Kathy Salisbury, director of development and marketing for nonprofit Dental Connections, told the Polk County Board of Supervisors that the organization's Smile Squad mobile unit provides preventive and restorative dental services to children who lack regular access to care. "My name is Kathy Salisbury, and I'm the director of development and marketing," Salisbury said while introducing the program and staff who operate the mobile unit.
Carly Ross, executive director, and Courtney Wolterman, director of program outreach, described the program's scale and school partnerships. Wolterman said the Smile Squad served more than 9,000 students across three programs this fiscal year, operates in 17 school districts, visits 61 schools with the mobile clinic and donated over $250,000 in dental care to uninsured students. At one large partner, Crestview Elementary in West Des Moines, the mobile clinic treated 90 enrolled students (76 of whom did not have insurance) and completed about 700 procedures over 16 clinic days.
"We are providing, like, say, a whole host of services all the way from preventative care, through restorative work," said Riley Cholula, a general dentist who works on the Smile Squad, describing care on the mobile unit. Cholula said the mobile operatories can handle exams, X-rays, fillings, crowns and extractions when needed, and that many children seen by the program otherwise would have no access to timely dental treatment.

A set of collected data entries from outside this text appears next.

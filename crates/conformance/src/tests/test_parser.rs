use super::*;

#[test]
fn test_expand_option_variants_cartesian() {
    let mut options = HashMap::new();
    options.insert(
        "moduleresolution".to_string(),
        "node16, nodenext".to_string(),
    );
    options.insert("module".to_string(), "commonjs, node16".to_string());
    options.insert("traceResolution".to_string(), "true".to_string());

    let expanded = expand_option_variants(&options);
    assert_eq!(expanded.len(), 4);

    let mut seen: std::collections::HashSet<(String, String, String)> =
        std::collections::HashSet::new();
    for opts in expanded {
        let mr = opts.get("moduleresolution").cloned().unwrap_or_default();
        let m = opts.get("module").cloned().unwrap_or_default();
        let tr = opts.get("traceResolution").cloned().unwrap_or_default();
        seen.insert((mr, m, tr));
    }

    assert!(seen.contains(&(
        "node16".to_string(),
        "commonjs".to_string(),
        "true".to_string()
    )));
    assert!(seen.contains(&(
        "node16".to_string(),
        "node16".to_string(),
        "true".to_string()
    )));
    assert!(seen.contains(&(
        "nodenext".to_string(),
        "commonjs".to_string(),
        "true".to_string()
    )));
    assert!(seen.contains(&(
        "nodenext".to_string(),
        "node16".to_string(),
        "true".to_string()
    )));
}

#[test]
fn test_filter_incompatible_module_resolution_variants() {
    let mut options = HashMap::new();
    options.insert(
        "moduleresolution".to_string(),
        "node16, nodenext".to_string(),
    );
    options.insert(
        "module".to_string(),
        "commonjs, node16, nodenext".to_string(),
    );

    let variants = expand_option_variants(&options);
    let filtered = filter_incompatible_module_resolution_variants(variants);
    assert_eq!(filtered.len(), 2);

    let mut seen: std::collections::HashSet<(String, String)> = std::collections::HashSet::new();
    for opts in filtered {
        let mr = opts.get("moduleresolution").cloned().unwrap_or_default();
        let m = opts.get("module").cloned().unwrap_or_default();
        seen.insert((mr, m));
    }

    assert!(seen.contains(&("node16".to_string(), "node16".to_string())));
    assert!(seen.contains(&("nodenext".to_string(), "nodenext".to_string())));
}

#[test]
fn test_parse_simple_directives() {
    let content = r#"
// @strict: true
// @target: es5
function foo() {}
"#;
    let parsed = parse_test_file(content).unwrap();
    assert_eq!(
        parsed.directives.options.get("strict"),
        Some(&"true".to_string())
    );
    assert_eq!(
        parsed.directives.options.get("target"),
        Some(&"es5".to_string())
    );
}

#[test]
fn test_parse_multi_value_directive() {
    let content = "// @lib: es6, dom\nfunction foo() {}";
    let parsed = parse_test_file(content).unwrap();
    assert_eq!(
        parsed.directives.options.get("lib"),
        Some(&"es6, dom".to_string())
    );
}

#[test]
fn test_directive_keys_are_lowercased() {
    let content = "// @Target: ES6\n// @Strict: true\nfunction foo() {}";
    let parsed = parse_test_file(content).unwrap();
    assert_eq!(
        parsed.directives.options.get("target"),
        Some(&"ES6".to_string())
    );
    assert_eq!(
        parsed.directives.options.get("strict"),
        Some(&"true".to_string())
    );
    // Original casing keys should NOT exist
    assert!(!parsed.directives.options.contains_key("Target"));
    assert!(!parsed.directives.options.contains_key("Strict"));
}

#[test]
fn test_bom_directive_on_first_line() {
    // UTF-8 BOM followed by directive on first line
    let content = "\u{FEFF}// @strict: true\n// @module: es2015\nfunction foo() {}";
    let parsed = parse_test_file(content).unwrap();
    assert_eq!(
        parsed.directives.options.get("strict"),
        Some(&"true".to_string()),
        "First-line directive after BOM should be parsed"
    );
    assert_eq!(
        parsed.directives.options.get("module"),
        Some(&"es2015".to_string()),
    );
}

#[test]
fn test_parse_multi_file() {
    let content = r#"
// @filename: file1.ts
export const x: number = 1;
// @filename: file2.ts
import { x } from './file1';
console.log(x);
"#;
    let parsed = parse_test_file(content).unwrap();
    assert_eq!(parsed.directives.filenames.len(), 2);
    assert_eq!(parsed.directives.filenames[0].0, "file1.ts");
    assert_eq!(parsed.directives.filenames[1].0, "file2.ts");
}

Dental Connections traces its origin to a 1919 public-health effort and became solely focused on dental care over time; the organization adopted the Dental Connections name in 2017 and has been an agency of United Way since 1923. Salisbury told the board that the main clinic, located near the United Way building, has 17 patient rooms and serves more than 7,000 patients annually; the organization also sees roughly 150 dental-emergency patients per month.
Wolterman described school-based workflows and behavior-management limits on the mobile unit: the Smile Squad does not provide nitrous oxide, so in some cases behavior or anxiety can affect whether a child is a candidate for in-school treatment. She also stressed coordination with schools and with state programs in more rural partnerships; Dental Connections said it has begun a rural expansion into nine school districts and has conducted short pop-up clinics in Fort Dodge and Storm Lake.
The board thanked the presenters and scheduled a walk-through of the mobile unit following the presentation. Supervisors noted that the county has supported Dental Connections in the past through community development and community-betterment grants and expressed appreciation for the program's role meeting local oral-health needs. No board action or funding request was made at the meeting; the presentation served to inform supervisors and allow them to view the new mobile unit.